● What to do:
Copy out each line of the data holding "found".

● Given records:
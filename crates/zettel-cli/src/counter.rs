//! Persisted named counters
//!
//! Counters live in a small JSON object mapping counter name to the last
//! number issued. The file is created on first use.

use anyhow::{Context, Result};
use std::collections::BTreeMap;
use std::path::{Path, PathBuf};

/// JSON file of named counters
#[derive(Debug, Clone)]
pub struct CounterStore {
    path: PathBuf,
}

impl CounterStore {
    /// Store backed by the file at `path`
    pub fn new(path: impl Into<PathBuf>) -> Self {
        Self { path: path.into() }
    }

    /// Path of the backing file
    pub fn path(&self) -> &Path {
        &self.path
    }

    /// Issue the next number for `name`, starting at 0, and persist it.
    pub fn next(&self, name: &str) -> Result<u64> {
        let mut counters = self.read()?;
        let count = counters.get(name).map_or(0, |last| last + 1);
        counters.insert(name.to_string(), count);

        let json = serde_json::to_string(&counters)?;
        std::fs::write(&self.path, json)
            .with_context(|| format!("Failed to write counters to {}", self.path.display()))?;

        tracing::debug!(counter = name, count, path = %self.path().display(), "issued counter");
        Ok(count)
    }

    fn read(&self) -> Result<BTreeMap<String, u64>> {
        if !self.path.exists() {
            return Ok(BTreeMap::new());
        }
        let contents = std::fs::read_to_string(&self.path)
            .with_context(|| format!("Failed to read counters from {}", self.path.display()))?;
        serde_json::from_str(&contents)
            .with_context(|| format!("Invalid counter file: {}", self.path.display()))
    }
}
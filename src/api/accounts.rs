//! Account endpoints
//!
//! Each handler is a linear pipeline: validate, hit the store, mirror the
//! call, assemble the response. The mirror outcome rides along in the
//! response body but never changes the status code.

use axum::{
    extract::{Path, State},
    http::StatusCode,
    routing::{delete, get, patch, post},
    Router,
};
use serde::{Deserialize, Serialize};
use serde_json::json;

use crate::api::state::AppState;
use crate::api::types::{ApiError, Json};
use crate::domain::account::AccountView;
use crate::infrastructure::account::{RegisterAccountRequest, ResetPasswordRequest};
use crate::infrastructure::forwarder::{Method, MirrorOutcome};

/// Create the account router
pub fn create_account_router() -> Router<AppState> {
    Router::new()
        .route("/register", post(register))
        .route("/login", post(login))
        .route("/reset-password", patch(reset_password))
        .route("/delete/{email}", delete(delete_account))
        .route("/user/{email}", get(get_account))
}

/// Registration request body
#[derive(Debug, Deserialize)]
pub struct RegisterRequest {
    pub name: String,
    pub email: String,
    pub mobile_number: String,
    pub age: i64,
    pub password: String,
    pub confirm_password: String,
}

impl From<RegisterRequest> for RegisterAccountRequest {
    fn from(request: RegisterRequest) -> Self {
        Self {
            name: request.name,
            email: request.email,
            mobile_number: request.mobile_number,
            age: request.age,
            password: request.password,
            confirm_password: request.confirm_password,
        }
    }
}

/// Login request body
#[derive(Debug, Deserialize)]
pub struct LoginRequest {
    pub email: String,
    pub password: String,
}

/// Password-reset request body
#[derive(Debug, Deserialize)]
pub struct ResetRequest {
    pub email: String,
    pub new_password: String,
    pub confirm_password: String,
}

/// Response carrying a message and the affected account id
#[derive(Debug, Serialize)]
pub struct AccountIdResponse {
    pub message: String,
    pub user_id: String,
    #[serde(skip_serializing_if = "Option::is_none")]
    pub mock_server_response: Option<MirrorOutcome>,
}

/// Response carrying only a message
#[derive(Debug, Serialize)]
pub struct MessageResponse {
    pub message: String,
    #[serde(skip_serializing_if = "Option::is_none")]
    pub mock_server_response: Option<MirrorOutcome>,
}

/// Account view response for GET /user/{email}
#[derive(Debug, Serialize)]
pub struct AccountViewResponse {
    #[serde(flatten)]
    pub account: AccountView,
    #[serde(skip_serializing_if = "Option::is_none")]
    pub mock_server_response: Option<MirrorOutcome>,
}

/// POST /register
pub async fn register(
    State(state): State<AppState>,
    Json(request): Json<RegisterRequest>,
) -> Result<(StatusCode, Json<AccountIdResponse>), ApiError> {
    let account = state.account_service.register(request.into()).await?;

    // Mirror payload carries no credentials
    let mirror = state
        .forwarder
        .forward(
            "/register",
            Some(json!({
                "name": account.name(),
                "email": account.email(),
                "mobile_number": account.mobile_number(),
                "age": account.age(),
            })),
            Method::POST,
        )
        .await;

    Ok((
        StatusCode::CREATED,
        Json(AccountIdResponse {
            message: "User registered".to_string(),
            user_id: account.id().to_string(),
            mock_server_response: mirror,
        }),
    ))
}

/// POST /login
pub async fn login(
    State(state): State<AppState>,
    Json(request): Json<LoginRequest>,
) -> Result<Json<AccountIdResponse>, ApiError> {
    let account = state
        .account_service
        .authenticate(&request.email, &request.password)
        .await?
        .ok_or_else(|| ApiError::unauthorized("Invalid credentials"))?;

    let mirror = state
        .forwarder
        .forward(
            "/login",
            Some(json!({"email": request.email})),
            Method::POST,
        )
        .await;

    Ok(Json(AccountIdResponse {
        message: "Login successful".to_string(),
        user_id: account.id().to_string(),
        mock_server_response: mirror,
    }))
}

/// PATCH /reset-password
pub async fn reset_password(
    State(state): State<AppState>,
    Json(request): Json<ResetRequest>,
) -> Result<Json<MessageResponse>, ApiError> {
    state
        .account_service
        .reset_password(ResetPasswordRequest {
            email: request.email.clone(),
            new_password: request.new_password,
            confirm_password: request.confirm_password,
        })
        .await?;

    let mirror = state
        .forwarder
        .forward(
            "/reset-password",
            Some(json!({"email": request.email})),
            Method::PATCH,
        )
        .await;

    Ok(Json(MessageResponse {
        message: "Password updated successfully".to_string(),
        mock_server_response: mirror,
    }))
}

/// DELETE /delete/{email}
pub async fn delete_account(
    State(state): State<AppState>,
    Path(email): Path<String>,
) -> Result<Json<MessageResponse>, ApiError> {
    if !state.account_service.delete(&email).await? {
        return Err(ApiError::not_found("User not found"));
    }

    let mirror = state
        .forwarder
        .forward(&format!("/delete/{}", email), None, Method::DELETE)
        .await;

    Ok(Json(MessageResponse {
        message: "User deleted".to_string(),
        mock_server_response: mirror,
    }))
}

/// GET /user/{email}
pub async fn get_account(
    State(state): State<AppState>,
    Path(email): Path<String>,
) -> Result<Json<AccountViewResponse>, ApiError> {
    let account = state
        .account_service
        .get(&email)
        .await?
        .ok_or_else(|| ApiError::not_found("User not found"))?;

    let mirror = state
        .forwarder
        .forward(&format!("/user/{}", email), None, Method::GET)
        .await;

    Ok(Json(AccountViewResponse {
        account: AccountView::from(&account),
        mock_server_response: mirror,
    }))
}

● Answer section:
        return Err(ApiError::not_found("User not found"));
        .ok_or_else(|| ApiError::not_found("User not found"))?;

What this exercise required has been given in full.